C'é memoria di una folata fredda che aveva soffiato per parecchio tempo sulla terra e aveva portato alla decimazione delle forme umane, animali e vegetali, esseri viventi che avevano già raggiunto i quarant'anni di età. Tutti congelati, come corpi incellophanati in un obitorio, senza vita, senza il battito che irrora le arterie e le vene, autostrade di cellule, gallerie di plasma che attraversano le strutture interne degli organismi.

Erano rimaste vitali solo le forme di vita da 0 a quarant'anni e si era generata una popolazione umana, di fauna e di flora che portava la speranza di un ripopolamento genetico "rinnovato", dato che il freddo aveva orientato alla ricombinazione cromosomica e aveva prodotto forme di vita immunizzate, protette da "anticorpi sentinella" e adattate a respirare e a trasformare in ossigeno anche i gas presenti nell'atmosfera, non ultima l'anidride carbonica assassina.

Questi umanoidi in particolare, con i nuovi animaloidi e vegetaloidi più perfetti delle generazioni precedenti, sembravano la realizzazione nazista dell' "ariano perfetto", prodotto laboratoriale di una razza pura e di una combinazione genetica creata in provette dall'equipe del dott. Friedrick Perengel dopo snervanti e profondi studi anatomici sulle reazioni polmonari e respiratorie alle sollecitazioni di vari gas, ormai presenti prepotentemente nella gasosfera.

Era stata un'operazione necessaria: primo per non permettere l'estinzione alla razza umana, secondo per non permettere ai Marziani, che erano rimasti nascosti per millenni tranne che nei momenti di intercettazione dei loro Ufo, di realizzare la loro precedente pianificazione dell'invasione del pianeta dopo che gli uomini si fossero suicidati con i loro stessi gas di scarico. Ma era bastato introdurre un'invenzione di Archimedius circa la trasformazione dei gas velenosi in molecole di "ossigeno ricombinato"per non permettere l'invasione degli ultracorpi marziani e la conseguente colonizzazione della terra.
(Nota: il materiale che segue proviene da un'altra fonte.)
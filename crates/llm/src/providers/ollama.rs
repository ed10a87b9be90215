//! Ollama LLM provider implementation.
//!
//! This module provides integration with Ollama, a local LLM runtime.
//! Ollama API: https://github.com/ollama/ollama/blob/main/docs/api.md

use crate::client::{ChatMessage, ChatRequest, LlmClient, LlmResponse, LlmUsage};
use chatbox_core::{AppError, AppResult};
use serde::{Deserialize, Serialize};

/// Ollama `/api/chat` request format.
#[derive(Debug, Serialize)]
struct OllamaChatRequest {
    model: String,
    messages: Vec<ChatMessage>,
    stream: bool,
    #[serde(skip_serializing_if = "Option::is_none")]
    options: Option<OllamaOptions>,
}

#[derive(Debug, Serialize, PartialEq)]
struct OllamaOptions {
    #[serde(skip_serializing_if = "Option::is_none")]
    temperature: Option<f32>,
    #[serde(skip_serializing_if = "Option::is_none")]
    num_predict: Option<u32>,
}

/// Ollama `/api/chat` response format.
#[derive(Debug, Deserialize)]
struct OllamaChatResponse {
    model: String,
    message: ChatMessage,
    #[serde(default)]
    prompt_eval_count: Option<u32>,
    #[serde(default)]
    eval_count: Option<u32>,
}

/// Ollama LLM client.
pub struct OllamaClient {
    /// Base URL for Ollama API
    base_url: String,

    /// HTTP client
    client: reqwest::Client,
}

impl OllamaClient {
    pub const DEFAULT_BASE_URL: &'static str = "http://localhost:11434";

    /// Create a new Ollama client with default settings.
    pub fn new() -> Self {
        Self::with_base_url(Self::DEFAULT_BASE_URL)
    }

    /// Create a new Ollama client with a custom base URL.
    pub fn with_base_url(base_url: impl Into<String>) -> Self {
        Self {
            base_url: base_url.into().trim_end_matches('/').to_string(),
            client: reqwest::Client::new(),
        }
    }

    /// Convert ChatRequest to Ollama format.
    fn to_ollama_request(&self, request: &ChatRequest) -> OllamaChatRequest {
        let options = if request.temperature.is_some() || request.max_tokens.is_some() {
            Some(OllamaOptions {
                temperature: request.temperature,
                num_predict: request.max_tokens,
            })
        } else {
            None
        };

        OllamaChatRequest {
            model: request.model.clone(),
            messages: request.messages.clone(),
            stream: false,
            options,
        }
    }

    /// Convert Ollama response to LlmResponse.
    fn convert_response(&self, response: OllamaChatResponse) -> LlmResponse {
        let usage = LlmUsage::new(
            response.prompt_eval_count.unwrap_or(0),
            response.eval_count.unwrap_or(0),
        );

        LlmResponse {
            content: response.message.content,
            model: response.model,
            usage,
        }
    }
}

impl Default for OllamaClient {
    fn default() -> Self {
        Self::new()
    }
}

#[async_trait::async_trait]
impl LlmClient for OllamaClient {
    fn provider_name(&self) -> &str {
        "ollama"
    }

    async fn chat(&self, request: &ChatRequest) -> AppResult<LlmResponse> {
        tracing::info!("Sending chat request to Ollama");
        tracing::debug!("Request: {:?}", request);

        let ollama_request = self.to_ollama_request(request);
        let url = format!("{}/api/chat", self.base_url);

        let response = self
            .client
            .post(&url)
            .json(&ollama_request)
            .send()
            .await
            .map_err(|e| AppError::Llm(format!("Failed to send request to Ollama: {}", e)))?;

        if !response.status().is_success() {
            let status = response.status();
            let error_text = response
                .text()
                .await
                .unwrap_or_else(|_| "Unknown error".to_string());
            return Err(AppError::Llm(format!(
                "Ollama API error ({}): {}",
                status, error_text
            )));
        }

        let ollama_response: OllamaChatResponse = response
            .json()
            .await
            .map_err(|e| AppError::Llm(format!("Failed to parse Ollama response: {}", e)))?;

        tracing::info!("Received chat reply from Ollama");
        tracing::debug!("Response: {:?}", ollama_response);

        Ok(self.convert_response(ollama_response))
    }
}

#[cfg(test)]
mod tests {
    use super::*;

    #[test]
    fn test_ollama_client_creation() {
        let client = OllamaClient::new();
        assert_eq!(client.provider_name(), "ollama");
        assert_eq!(client.base_url, "http://localhost:11434");

        let custom = OllamaClient::with_base_url("http://gpu-box:11434/");
        assert_eq!(custom.base_url, "http://gpu-box:11434");
    }

    #[test]
    fn test_ollama_request_conversion() {
        let client = OllamaClient::new();
        let request = ChatRequest::new(
            "llama3.2",
            vec![
                ChatMessage::user("Here is an article."),
                ChatMessage::assistant("Got it."),
                ChatMessage::user("Who wrote it?"),
            ],
        )
        .with_temperature(0.7)
        .with_max_tokens(100);

        let ollama_req = client.to_ollama_request(&request);
        assert_eq!(ollama_req.model, "llama3.2");
        assert_eq!(ollama_req.messages.len(), 3);
        assert!(!ollama_req.stream);
        assert_eq!(
            ollama_req.options,
            Some(OllamaOptions {
                temperature: Some(0.7),
                num_predict: Some(100),
            })
        );

        let json = serde_json::to_value(&ollama_req).unwrap();
        assert_eq!(json["messages"][1]["role"], "assistant");
    }

    #[test]
    fn test_ollama_request_without_options() {
        let client = OllamaClient::new();
        let request = ChatRequest::new("llama3.2", vec![ChatMessage::user("hi")]);
        let json = serde_json::to_value(client.to_ollama_request(&request)).unwrap();
        assert!(json.get("options").is_none());
    }

    #[test]
    fn test_ollama_response_conversion() {
        let client = OllamaClient::new();
        let raw = r#"{
            "model": "llama3.2",
            "created_at": "2024-05-01T12:00:00Z",
            "message": {"role": "assistant", "content": "It is about the sky."},
            "done": true,
            "prompt_eval_count": 40,
            "eval_count": 8
        }"#;

        let parsed: OllamaChatResponse = serde_json::from_str(raw).unwrap();
        let response = client.convert_response(parsed);
        assert_eq!(response.content, "It is about the sky.");
        assert_eq!(response.usage.total_tokens, 48);
    }
}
Lo scienziato era stato riabilitato dopo le ultime invenzioni rivelatesi un insuccesso, come la "macchina delle emozioni artificiali", che stimolava il sistema nervoso umano per provare emozioni senza un'esperienza reale ma prettamente virtuale, o la "macchina dell'amore passionale", che permetteva di vivere una storia d'amore illusoria senza il contatto umano ma con la sola sollecitazione delle onde emozionali bombardate nel cervello del soggetto. Ora era riuscito ad aiutare l'umanità a non estinguersi.

Anche i robot, ormai presenti da parecchi anni al servizio degli uomini, avevano spento i loro ardori, perché avevano sperato in una possibile liberazione dal loro dominio se i padroni fossero morti avvelenati dai loro stessi gas industriali. Ora era subentrata invece una nuova era di calore e dalla speranza i robot erano passati a soffrire il caldo nei loro involucri di acciaio mentre gli uomini si recavano in quelle poche spiagge artificiali, che avevano realizzato i cinesi con la loro maestria all'imitazione della realtà dopo che l'inquinamento aveva distrutto quelle reali e le aveva trasformate in riserve di combustibile per gli altiforni industriali e nucleari.

A Kronos il paesaggio ormai era solo un'illusione e Jeffry, chiuso nel suo bunker arieggiato dalla macchina "trasformagasinossigeno" del saggio Archimedius, pensò con grande sofferenza a come era stato bello il mondo naturale, a come erano vissute differentemente le emozioni quando erano naturali, a come non si era  più potuto vivere come un vero uomo anche se l'umanità si era veramente salvata.

E ribadivano che si fosse salvata dall'estinzione "generale" per iniziare una nuova estinzione "individuale".

La perdita degli amici, l'egoismo delle individualità, lo scontro di monadi senza alcuna comunicazione, la vita dentro un bunker supermeccanizzato con telefonini, computer, robot, cloni e macchine non lo soddisfaceva più. Pensò con nostalgia a quando da bambino correva per i prati e riusciva a percepire la brina sulle foglie, ad ascoltare il suono dell'aria e i rumori della natura. Tutte cose che erano solo ologrammi e non riuscivano a dare emozioni se non come immagini senza colori, inutili in una vita irreale, che non esisteva ma che era illusoria corsa con il tempo in un ambiente surrogato.

Fu così che Jeffry, "homo sapiens imaginis" si vide allo specchio del suo smartphone e scorse gli occhi lucidi di pianto.

E non seppe spiegare come, nell'anno 3001, potessero scendere ancora le lacrime dagli occhi suoi di vetro, reimpiantati trent'anni prima nell'università  del Policlinico Generale di Blu Moon.